Due to its position in the Mediterranean, Sardinia has a unique and interesting culture.  Life along the coast is different to life in the rugged interior of the island, and through everyday items it’s easy to see the tastes and preoccupations of Sardinians across the island.

This collection on show in the heart of Cagliari was assembled by a magistrate, Luigi Cocco (1883-1959), who spent over thirty years assembling objects from around Sardinia.  The objects date mainly from the second half of the 19th century and the first half of the 20th, and encompass the visual arts of everyday life: textiles, jewellery, furniture and utensils.

The jewellery is mainly undated, but shows off the popular traditional styles worn by Sardinian women for centuries.  Some items are very simple, others are beautiful.  The fact that most of them served a double purpose of being amulets is particularly interesting.

The amazing textile collection is from central and southern Sardinia and consists of decorated fabrics created for a range of practical purposes: they were used as blankets, chest covers, table covers, saddle bags, decoration… 

Some of the patterns were just too adorable, particularly when they involved horses and people.

So In Summary

The museum has some beautiful textiles and some curious and fun objects that show the ‘everyday’ side to Sardinian life.  It was however disappointing to find quite a few empty cabinets and to have all the information only available in Italian.  It’s a shame, because there’s real potential here to give a proper overview of Sardinian life and traditions – something I was expecting from the museum’s name and indeed its location.  It’s in the Citadel museum complex and therefore you’d have thought that they’d have had a more thorough exhibition, including household objects, furniture or costumes, perhaps, that would have given a broader insight into life on the island.

Basically, if you aren’t too interested in fabrics, and are short of time, then you can probably give this museum a miss.

Further Information

According to information on the internet, the museum was meant to be free.  I was charged.

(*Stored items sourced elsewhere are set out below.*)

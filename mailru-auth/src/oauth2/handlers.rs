//! Login flow HTTP handlers
//!
//! - `GET {path}` starts the flow: fresh state token, redirect to the dialog
//! - `GET {path}/redirect` completes it: state check, code exchange, profile
//!   lookup, completion handler

use axum::{
    extract::{Query, State},
    http::{HeaderMap, Uri},
    response::{Redirect, Response},
};
use std::sync::Arc;

use super::callbacks::{ErrorHandler, FinishHandler, FlowContext};
use super::exchange::exchange_code;
use super::http::ProviderHttp;
use super::rpc::RpcClient;
use super::state::{clear_state, verify_state, StateToken};
use super::types::{CallbackParams, ClientCredentials};
use super::urls::{dialog_url, RequestOrigin};
use crate::config::MailruConfig;
use crate::error::MailruAuthError;
use crate::session::Session;

/// Shared state of one mounted login flow
pub struct MailruFlow {
    pub(crate) config: MailruConfig,
    pub(crate) credentials: ClientCredentials,
    pub(crate) redirect_path: String,
    pub(crate) http: Arc<dyn ProviderHttp>,
    pub(crate) rpc: RpcClient,
    pub(crate) finish: Arc<dyn FinishHandler>,
    pub(crate) error: Arc<dyn ErrorHandler>,
}

impl std::fmt::Debug for MailruFlow {
    fn fmt(&self, f: &mut std::fmt::Formatter<'_>) -> std::fmt::Result {
        f.debug_struct("MailruFlow")
            .field("config", &self.config)
            .field("redirect_path", &self.redirect_path)
            .finish_non_exhaustive()
    }
}

impl MailruFlow {
    fn origin(&self, headers: &HeaderMap, uri: &Uri) -> RequestOrigin {
        RequestOrigin::from_request(headers, uri, self.config.trust_proxy)
    }
}

/// Start the login flow
///
/// Replaces any pending state token in the session with a fresh one and
/// redirects to the provider's authorization dialog.
///
/// # Errors
///
/// Returns error if the session cannot be written or the authorize URL is
/// invalid
pub async fn initiate_login(
    State(flow): State<Arc<MailruFlow>>,
    session: Session,
    headers: HeaderMap,
    uri: Uri,
) -> Result<Redirect, MailruAuthError> {
    let state = StateToken::generate();
    state.store(&session)?;

    let redirect_uri = flow.origin(&headers, &uri).callback_url(&flow.redirect_path);
    let url = dialog_url(
        &flow.config.endpoints.authorize_url,
        &flow.credentials.client_id,
        &redirect_uri,
        flow.config.scope.as_deref(),
        state.as_str(),
    )?;

    tracing::debug!(
        session_id = %session.id(),
        redirect_uri = %redirect_uri,
        "Redirecting to Mail.Ru authorization dialog"
    );

    Ok(Redirect::to(&url))
}

/// Complete the login flow
///
/// The state check comes first; nothing else happens on a mismatch. Once
/// the state has been accepted it is cleared whatever the outcome, so the
/// same callback URL cannot be replayed.
///
/// # Errors
///
/// - [`MailruAuthError::StateMismatch`] if `state` does not match the session
/// - whatever the [`ErrorHandler`] returns for a provider-reported error
/// - [`MailruAuthError::MissingCode`] if there is neither `error` nor `code`
/// - exchange and API failures
pub async fn handle_callback(
    State(flow): State<Arc<MailruFlow>>,
    session: Session,
    headers: HeaderMap,
    uri: Uri,
    Query(params): Query<CallbackParams>,
) -> Result<Response, MailruAuthError> {
    verify_state(&session, params.state.as_deref())?;
    clear_state(&session);

    let origin = flow.origin(&headers, &uri);
    let redirect_uri = origin.callback_url(&flow.redirect_path);
    let ctx = FlowContext {
        session,
        origin,
        redirect_uri,
        rpc: flow.rpc.clone(),
    };

    if let Some(error) = params.error.as_deref().filter(|error| !error.is_empty()) {
        tracing::warn!(
            error = %error,
            description = params.error_description.as_deref().unwrap_or_default(),
            "Mail.Ru reported an error on the callback"
        );
        return flow
            .error
            .handle_error(&ctx, error, params.error_description.as_deref())
            .await;
    }

    let code = params
        .code
        .as_deref()
        .filter(|code| !code.is_empty())
        .ok_or(MailruAuthError::MissingCode)?;

    let token = exchange_code(
        flow.http.as_ref(),
        &flow.config.endpoints.token_url,
        &flow.credentials,
        code,
        &ctx.redirect_uri,
    )
    .await?;

    let profile = flow.rpc.users_get_info(&token).await?;

    tracing::info!(
        session_id = %ctx.session.id(),
        x_mailru_vid = %token.x_mailru_vid,
        "User authenticated via Mail.Ru"
    );

    flow.finish.finish(&ctx, token, profile).await
}
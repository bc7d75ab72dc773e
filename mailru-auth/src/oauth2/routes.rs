//! Route registration

use axum::{response::Response, routing::get, Router};
use serde_json::Value;
use std::future::Future;
use std::sync::Arc;

use super::callbacks::{
    ErrorFn, ErrorHandler, FailWithDescription, FinishFn, FinishHandler, FlowContext,
    StoreInSession,
};
use super::handlers::{handle_callback, initiate_login, MailruFlow};
use super::http::{ProviderHttp, ReqwestHttp};
use super::rpc::RpcClient;
use super::types::{ClientCredentials, MailruToken};
use crate::config::MailruConfig;
use crate::error::MailruAuthError;
use crate::session::SessionLayer;

/// Builder for the Mail.Ru login routes
///
/// ```rust,no_run
/// use axum::Router;
/// use mailru_auth::prelude::*;
///
/// # fn example() -> Result<(), MailruAuthError> {
/// let config = MailruConfig::new("123456", "app-secret").with_scope("stream");
/// let app: Router = MailruAuth::new(config)
///     .with_session_layer(SessionLayer::new(MemorySessionStore::new()))
///     .into_router()?;
/// # Ok(())
/// # }
/// ```
pub struct MailruAuth {
    config: MailruConfig,
    http: Option<Arc<dyn ProviderHttp>>,
    finish: Arc<dyn FinishHandler>,
    error: Arc<dyn ErrorHandler>,
    session_layer: Option<SessionLayer>,
}

impl std::fmt::Debug for MailruAuth {
    fn fmt(&self, f: &mut std::fmt::Formatter<'_>) -> std::fmt::Result {
        f.debug_struct("MailruAuth")
            .field("config", &self.config)
            .field("session_layer", &self.session_layer)
            .finish_non_exhaustive()
    }
}

impl MailruAuth {
    /// Login routes with the default completion and error handlers
    #[must_use]
    pub fn new(config: MailruConfig) -> Self {
        Self {
            config,
            http: None,
            finish: Arc::new(StoreInSession),
            error: Arc::new(FailWithDescription),
            session_layer: None,
        }
    }

    /// Use a specific HTTP client for provider calls
    #[must_use]
    pub fn with_http_client(mut self, http: impl ProviderHttp + 'static) -> Self {
        self.http = Some(Arc::new(http));
        self
    }

    /// Replace the completion handler
    #[must_use]
    pub fn with_finish(mut self, handler: impl FinishHandler) -> Self {
        self.finish = Arc::new(handler);
        self
    }

    /// Replace the completion handler with an async closure
    #[must_use]
    pub fn on_finish<F, Fut>(self, f: F) -> Self
    where
        F: Fn(FlowContext, MailruToken, Value) -> Fut + Send + Sync + 'static,
        Fut: Future<Output = Result<Response, MailruAuthError>> + Send + 'static,
    {
        self.with_finish(FinishFn(f))
    }

    /// Replace the error handler
    #[must_use]
    pub fn with_error(mut self, handler: impl ErrorHandler) -> Self {
        self.error = Arc::new(handler);
        self
    }

    /// Replace the error handler with an async closure
    #[must_use]
    pub fn on_error<F, Fut>(self, f: F) -> Self
    where
        F: Fn(FlowContext, String, Option<String>) -> Fut + Send + Sync + 'static,
        Fut: Future<Output = Result<Response, MailruAuthError>> + Send + 'static,
    {
        self.with_error(ErrorFn(f))
    }

    /// Wrap only the login routes in a session layer
    ///
    /// Leave unset when the application already installs a
    /// [`SessionLayer`] around the whole router.
    #[must_use]
    pub fn with_session_layer(mut self, layer: SessionLayer) -> Self {
        self.session_layer = Some(layer);
        self
    }

    /// Configuration in use
    #[must_use]
    pub const fn config(&self) -> &MailruConfig {
        &self.config
    }

    /// Build the router serving `GET {path}` and `GET {path}/redirect`
    ///
    /// Missing credentials are logged as warnings and do not fail here.
    ///
    /// # Errors
    ///
    /// Returns error if the path is invalid or the default HTTP client cannot
    /// be built
    pub fn into_router<S>(self) -> Result<Router<S>, MailruAuthError>
    where
        S: Clone + Send + Sync + 'static,
    {
        self.config.validate()?;
        self.config.warn_missing_credentials();

        let http: Arc<dyn ProviderHttp> = match self.http {
            Some(http) => http,
            None => Arc::new(ReqwestHttp::new()?),
        };
        let credentials =
            ClientCredentials::new(self.config.client_id.clone(), self.config.client_secret.clone());
        let rpc = RpcClient::new(
            http.clone(),
            self.config.endpoints.api_url.clone(),
            credentials.clone(),
        );
        let path = self.config.path.clone();
        let redirect_path = self.config.redirect_path();

        tracing::info!(path = %path, redirect_path = %redirect_path, "Mounting Mail.Ru login routes");

        let flow = Arc::new(MailruFlow {
            config: self.config,
            credentials,
            redirect_path: redirect_path.clone(),
            http,
            rpc,
            finish: self.finish,
            error: self.error,
        });

        let mut router = Router::new()
            .route(&path, get(initiate_login))
            .route(&redirect_path, get(handle_callback));

        if let Some(layer) = self.session_layer {
            router = router.route_layer(layer);
        }

        Ok(router.with_state(flow))
    }
}

/// Register the login routes on an existing router
///
/// # Errors
///
/// Same as [`MailruAuth::into_router`]
pub fn mailru<S>(router: Router<S>, auth: MailruAuth) -> Result<Router<S>, MailruAuthError>
where
    S: Clone + Send + Sync + 'static,
{
    Ok(router.merge(auth.into_router::<S>()?))
}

There is a website, though it’s only in Italian and not very informative: www.isresardegna.it

How to Get There

The museum is by the National Gallery of Art on the Citadel of Museums.  It’s easy to walk there from the old centre of Cagliari, but it is on a steep hill, so you may prefer to take a bus.  The transport website for Cagliari is not very user-friendly for the non-Italian speaker.  So, here is the city’s official transport website: www.ctmcagliari.it – this page has some English information on Cagliari buses generally.  Here is a pdf of the bus map: Mappa della rete pdf

Now you’ve worked out what route you want to take, pop over here for a list of the bus numbers so you can see the schedule of your bus.

Yes, it’s that simple.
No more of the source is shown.